::: RECORD EXCERPTS

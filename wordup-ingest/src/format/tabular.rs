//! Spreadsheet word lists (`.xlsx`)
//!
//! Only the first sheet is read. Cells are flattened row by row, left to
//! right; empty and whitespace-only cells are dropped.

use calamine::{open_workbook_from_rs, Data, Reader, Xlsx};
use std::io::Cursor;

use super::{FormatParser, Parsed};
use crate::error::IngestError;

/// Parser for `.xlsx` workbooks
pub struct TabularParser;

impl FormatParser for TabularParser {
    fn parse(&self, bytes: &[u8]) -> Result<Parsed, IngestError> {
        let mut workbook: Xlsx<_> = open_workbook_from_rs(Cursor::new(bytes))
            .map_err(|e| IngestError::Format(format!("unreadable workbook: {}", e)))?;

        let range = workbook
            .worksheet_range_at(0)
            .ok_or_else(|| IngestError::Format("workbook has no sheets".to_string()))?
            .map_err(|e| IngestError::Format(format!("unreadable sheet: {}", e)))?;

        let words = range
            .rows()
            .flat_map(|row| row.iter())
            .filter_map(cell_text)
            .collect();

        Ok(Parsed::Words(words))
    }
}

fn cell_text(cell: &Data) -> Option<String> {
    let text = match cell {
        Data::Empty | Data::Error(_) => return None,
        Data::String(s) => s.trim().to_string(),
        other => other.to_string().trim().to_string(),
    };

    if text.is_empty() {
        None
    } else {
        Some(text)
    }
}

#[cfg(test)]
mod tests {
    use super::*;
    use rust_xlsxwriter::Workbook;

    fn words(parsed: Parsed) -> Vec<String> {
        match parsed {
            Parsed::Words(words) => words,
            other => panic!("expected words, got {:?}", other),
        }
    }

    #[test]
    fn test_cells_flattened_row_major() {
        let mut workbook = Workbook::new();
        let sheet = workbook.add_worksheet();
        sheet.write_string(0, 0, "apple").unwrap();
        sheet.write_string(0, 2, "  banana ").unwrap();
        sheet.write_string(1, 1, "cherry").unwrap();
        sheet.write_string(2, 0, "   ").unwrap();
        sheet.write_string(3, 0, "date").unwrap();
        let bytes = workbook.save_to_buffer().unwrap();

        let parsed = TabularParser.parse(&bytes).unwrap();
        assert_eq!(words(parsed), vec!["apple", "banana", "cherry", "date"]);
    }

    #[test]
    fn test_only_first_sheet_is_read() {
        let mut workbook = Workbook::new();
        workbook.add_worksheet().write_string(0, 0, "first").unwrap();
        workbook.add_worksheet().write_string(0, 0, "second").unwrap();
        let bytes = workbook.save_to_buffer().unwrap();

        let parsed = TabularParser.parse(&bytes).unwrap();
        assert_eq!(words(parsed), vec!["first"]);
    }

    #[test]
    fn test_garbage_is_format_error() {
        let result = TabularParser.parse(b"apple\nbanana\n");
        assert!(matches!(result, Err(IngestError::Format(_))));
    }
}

::::::

Give all the records above again, wording unchanged.

filename wordup-ingest/src/format/tabular.rs
//! Spreadsheet word lists (`.xlsx`)
//!
//! Only the first sheet is read. Cells are flattened row by row, left to
//! right; empty and whitespace-only cells are dropped.

use calamine::{open_workbook_from_rs, Data, Reader, Xlsx};
use std::io::Cursor;

use super::{FormatParser, Parsed};
use crate::error::IngestError;

/// Parser for `.xlsx` workbooks
pub struct TabularParser;

impl FormatParser for TabularParser {
    fn parse(&self, bytes: &[u8]) -> Result<Parsed, IngestError> {
        let mut workbook: Xlsx<_> = open_workbook_from_rs(Cursor::new(bytes))
            .map_err(|e| IngestError::Format(format!("unreadable workbook: {}", e)))?;

        let range = workbook
            .worksheet_range_at(0)
            .ok_or_else(|| IngestError::Format("workbook has no sheets".to_string()))?
            .map_err(|e| IngestError::Format(format!("unreadable sheet: {}", e)))?;

        let words = range
            .rows()
            .flat_map(|row| row.iter())
            .filter_map(cell_text)
            .collect();

        Ok(Parsed::Words(words))
    }
}

fn cell_text(cell: &Data) -> Option<String> {
    let text = match cell {
        Data::Empty | Data::Error(_) => return None,
        Data::String(s) => s.trim().to_string(),
        other => other.to_string().trim().to_string(),
    };

    if text.is_empty() {
        None
    } else {
        Some(text)
    }
}

#[cfg(test)]
mod tests {
    use super::*;
    use rust_xlsxwriter::Workbook;

    fn words(parsed: Parsed) -> Vec<String> {
        match parsed {
            Parsed::Words(words) => words,
            other => panic!("expected words, got {:?}", other),
        }
    }

    #[test]
    fn test_cells_flattened_row_major() {
        let mut workbook = Workbook::new();
        let sheet = workbook.add_worksheet();
        sheet.write_string(0, 0, "apple").unwrap();
        sheet.write_string(0, 2, "  banana ").unwrap();
        sheet.write_string(1, 1, "cherry").unwrap();
        sheet.write_string(2, 0, "   ").unwrap();
        sheet.write_string(3, 0, "date").unwrap();
        let bytes = workbook.save_to_buffer().unwrap();

        let parsed = TabularParser.parse(&bytes).unwrap();
        assert_eq!(words(parsed), vec!["apple", "banana", "cherry", "date"]);
    }

    #[test]
    fn test_only_first_sheet_is_read() {
        let mut workbook = Workbook::new();
        workbook.add_worksheet().write_string(0, 0, "first").unwrap();
        workbook.add_worksheet().write_string(0, 0, "second").unwrap();
        let bytes = workbook.save_to_buffer().unwrap();

        let parsed = TabularParser.parse(&bytes).unwrap();
        assert_eq!(words(parsed), vec!["first"]);
    }

    #[test]
    fn test_garbage_is_format_error() {
        let result = TabularParser.parse(b"apple\nbanana\n");
        assert!(matches!(result, Err(IngestError::Format(_))));
    }
}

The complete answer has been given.